The warmer weather offers a bounty of goodness in the garden. Summer lends its vitality to the things we’ve got growing in the vegie patch, and the result is as colourful as it is delicious.

I’ve recently moved into a new place, and am now working to make it feel more like home by getting my garden going. The act of planting a few things actually feels like I’m putting roots down here; it’s like a bonding exercise with the house.

But out of all of my supper crops, tomatoes would have to be my favourite. And the best bit? They’re really not that hard.

Tomatoes, a Beginners Guide:

Who can go past a home-grown tomato? Seriously, they just taste better than those we can get at the supermarket. I started mine indoors from seed in spring, using three different heirloom varieties, and then planted the seedlings out into the garden when I moved here. It’s a little late for that now, so head down to your local nursery and pick up existing seedlings to get started.

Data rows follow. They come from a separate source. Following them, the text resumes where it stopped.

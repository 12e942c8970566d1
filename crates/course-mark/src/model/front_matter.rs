use serde::{Deserialize, Serialize};
use std::collections::BTreeMap;

const DELIMITER: &str = "---";

/// Metadata block at the top of a lesson file.
#[derive(Debug, Default, Clone, PartialEq, Eq, Serialize, Deserialize)]
pub struct FrontMatter {
    /// Slug of the course the lesson was written for.
    pub source_course: Option<String>,
    /// Identifier of the lesson within its course.
    pub source_lesson: Option<String>,
    /// Every other key found in the block.
    pub extra: BTreeMap<String, String>,
}

#[derive(Debug, Clone, PartialEq, Eq, thiserror::Error)]
pub enum FrontMatterError {
    #[error("front matter starting on line 1 is never closed with `---`")]
    Unterminated,
    #[error("line {line}: expected `key: value`")]
    MalformedLine { line: usize },
    #[error("line {line}: nested values are not supported in front matter")]
    Nested { line: usize },
    #[error("line {line}: duplicate key `{key}`")]
    DuplicateKey { key: String, line: usize },
}

impl FrontMatterError {
    /// The 1-based line of the file the error points at.
    pub fn line(&self) -> usize {
        match self {
            FrontMatterError::Unterminated => 1,
            FrontMatterError::MalformedLine { line }
            | FrontMatterError::Nested { line }
            | FrontMatterError::DuplicateKey { line, .. } => *line,
        }
    }
}

/// The outcome of reading a lesson's front matter.
#[derive(Debug, Clone, PartialEq, Eq, Serialize, Deserialize)]
#[serde(tag = "state", rename_all = "kebab-case")]
pub enum FrontMatterState {
    Missing,
    Invalid { message: String, line: usize },
    Present(FrontMatter),
}

impl FrontMatterState {
    pub fn front_matter(&self) -> Option<&FrontMatter> {
        match self {
            FrontMatterState::Present(front_matter) => Some(front_matter),
            _ => None,
        }
    }
}

/// A source file split into its front matter and markdown body.
#[derive(Debug)]
pub struct Split<'a> {
    pub state: FrontMatterState,
    pub body: &'a str,
    /// Number of lines preceding `body` in the file.
    pub body_line: usize,
}

impl FrontMatter {
    /// Splits `source` into front matter and body. When the front matter is malformed the state
    /// records the error and the body still starts after the closing delimiter (or is the whole
    /// file when the block is unterminated).
    pub fn split(source: &str) -> Split<'_> {
        let source = source.strip_prefix('\u{feff}').unwrap_or(source);

        let Some(block) = find_block(source) else {
            return Split {
                state: FrontMatterState::Missing,
                body: source,
                body_line: 0,
            };
        };

        let block = match block {
            Ok(block) => block,
            Err(error) => {
                return Split {
                    state: FrontMatterState::Invalid {
                        line: error.line(),
                        message: error.to_string(),
                    },
                    body: source,
                    body_line: 0,
                }
            }
        };

        let state = match FrontMatter::parse_lines(block.lines) {
            Ok(front_matter) => FrontMatterState::Present(front_matter),
            Err(error) => FrontMatterState::Invalid {
                line: error.line(),
                message: error.to_string(),
            },
        };

        Split {
            state,
            body: &source[block.body_start..],
            body_line: block.line_count,
        }
    }

    /// Parses the `key: value` lines between the delimiters. Line numbers in errors are relative to
    /// the file, assuming the opening delimiter is line 1.
    pub fn parse_lines<'a>(
        lines: impl IntoIterator<Item = &'a str>,
    ) -> Result<FrontMatter, FrontMatterError> {
        let mut front_matter = FrontMatter::default();
        let mut seen = BTreeMap::new();

        for (index, raw) in lines.into_iter().enumerate() {
            let line = index + 2;
            let raw = raw.trim_end_matches('\r');

            if raw.trim().is_empty() || raw.trim_start().starts_with('#') {
                continue;
            }

            if raw.starts_with(char::is_whitespace) || raw.trim_start().starts_with("- ") {
                return Err(FrontMatterError::Nested { line });
            }

            let Some((key, value)) = raw.split_once(':') else {
                return Err(FrontMatterError::MalformedLine { line });
            };

            let key = key.trim();
            if key.is_empty() {
                return Err(FrontMatterError::MalformedLine { line });
            }

            if seen.insert(key.to_string(), line).is_some() {
                return Err(FrontMatterError::DuplicateKey {
                    key: key.to_string(),
                    line,
                });
            }

            let value = unquote(value.trim()).to_string();

            match key {
                "source_course" => front_matter.source_course = Some(value),
                "source_lesson" => front_matter.source_lesson = Some(value),
                _ => {
                    front_matter.extra.insert(key.to_string(), value);
                }
            }
        }

        Ok(front_matter)
    }
}

struct Block<'a> {
    lines: Vec<&'a str>,
    body_start: usize,
    line_count: usize,
}

fn find_block(source: &str) -> Option<Result<Block<'_>, FrontMatterError>> {
    let mut lines = source.split_inclusive('\n');
    let first = lines.next()?;

    if first.trim_end() != DELIMITER {
        return None;
    }

    let mut offset = first.len();
    let mut inner = Vec::new();

    for line in lines {
        offset += line.len();

        if line.trim_end() == DELIMITER {
            let line_count = inner.len() + 2;

            return Some(Ok(Block {
                lines: inner,
                body_start: offset,
                line_count,
            }));
        }

        inner.push(line.trim_end_matches('\n'));
    }

    Some(Err(FrontMatterError::Unterminated))
}

fn unquote(value: &str) -> &str {
    let quoted = |quote: char| {
        value.len() >= 2 && value.starts_with(quote) && value.ends_with(quote)
    };

    if quoted('"') || quoted('\'') {
        &value[1..value.len() - 1]
    } else {
        value
    }
}

#[cfg(test)]
mod test {
    use super::*;

    #[test]
    fn splits_front_matter_from_body() {
        let source = "---\nsource_course: react-hooks-deep-dive\nsource_lesson: use-state\n---\n# Title\n";
        let split = FrontMatter::split(source);

        let expected = FrontMatter {
            source_course: Some(String::from("react-hooks-deep-dive")),
            source_lesson: Some(String::from("use-state")),
            extra: BTreeMap::new(),
        };

        assert_eq!(FrontMatterState::Present(expected), split.state);
        assert_eq!("# Title\n", split.body);
        assert_eq!(4, split.body_line);
    }

    #[test]
    fn accepts_quoted_values_and_crlf() {
        let source = "---\r\nsource_course: \"go-reflection\"\r\ntitle: 'Reflect'\r\n---\r\nBody";
        let split = FrontMatter::split(source);
        let front_matter = split.state.front_matter().expect("front matter is present");

        assert_eq!(Some("go-reflection"), front_matter.source_course.as_deref());
        assert_eq!(Some(&String::from("Reflect")), front_matter.extra.get("title"));
        assert_eq!("Body", split.body);
    }

    #[test]
    fn ignores_leading_byte_order_mark() {
        let split = FrontMatter::split("\u{feff}---\nsource_course: go-basics\n---\n# Title\n");
        let front_matter = split.state.front_matter().expect("front matter is present");

        assert_eq!(Some("go-basics"), front_matter.source_course.as_deref());
        assert_eq!("# Title\n", split.body);
        assert_eq!(3, split.body_line);
    }

    #[test]
    fn files_without_delimiter_have_no_front_matter() {
        let split = FrontMatter::split("# Just a lesson\n---\n");

        assert_eq!(FrontMatterState::Missing, split.state);
        assert_eq!(0, split.body_line);
    }

    #[test]
    fn unterminated_front_matter_is_invalid() {
        let split = FrontMatter::split("---\nsource_course: x\n# Title");

        assert!(matches!(
            split.state,
            FrontMatterState::Invalid { line: 1, .. }
        ));
    }

    #[test]
    fn reports_line_of_malformed_entry() {
        let error = FrontMatter::parse_lines(["source_course: x", "not a pair"])
            .expect_err("second line is malformed");

        assert_eq!(FrontMatterError::MalformedLine { line: 3 }, error);
    }

    #[test]
    fn rejects_duplicate_keys() {
        let error = FrontMatter::parse_lines(["source_course: x", "source_course: y"])
            .expect_err("key is duplicated");

        assert_eq!(
            FrontMatterError::DuplicateKey {
                key: String::from("source_course"),
                line: 3
            },
            error
        );
    }

    #[test]
    fn rejects_nested_values() {
        let error = FrontMatter::parse_lines(["tags:", "  - go"]).expect_err("nested");

        assert_eq!(FrontMatterError::Nested { line: 3 }, error);
    }

    #[test]
    fn ignores_comments_and_blank_lines() {
        let front_matter = FrontMatter::parse_lines(["# comment", "", "source_lesson: intro"])
            .expect("should parse");

        assert_eq!(Some("intro"), front_matter.source_lesson.as_deref());
    }
}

Pick a nice and sunny location, and make sure that you’ve worked through a nice organic fertiliser into the soil—I like chicken manure, but don’t be too heavy-handed or you’ll risk burning the plants with too much nitrogen. Believe me, I’ve done it and it’s heart-breaking.

The general rule is one 25-litre bag of manure per square metre, but I actually use about half that to begin with. It’s easier to add more later than to undo the damage of being overzealous in the beginning. Besides, it doesn’t smell great so you want to be careful on that front if you share your house or apartment with others.

If you’re using containers, choose a deep planter and fill it with a ready-made soil or potting mix enriched with plenty of organic matter. There are those especially for edible gardens, so keep an eye out for those.

Lastly, as much as tomatoes love the sun, they need some protection from the heat—especially in the early days. Cover the ground with a few inches of mulch such as pea straw or sugarcane, to keep the top soil from getting too hot and drying out, as well as to control weeds. Don’t use wood chips or similar, as they can steal nitrogen away from the soil.

Protect your tomatoes from excessive sun for the first 3-5 days by giving them some shade while they adjust. Water well each day, then once they’re established you can ease off to every 2-3 days.

You’ll need to stake your tomatoes to support their growth upwards. Place the stakes into the soil now while the plants are young, to avoid damaging a more developed root system later on. Use string, zip ties, or whatever you want really, but whatever you do, make sure you only tie the stem loosely. Remember that it will get thicker as the plant grows upwards, so you want to make sure you leave enough room not to strangle it.

Plant now for a crop in February/March.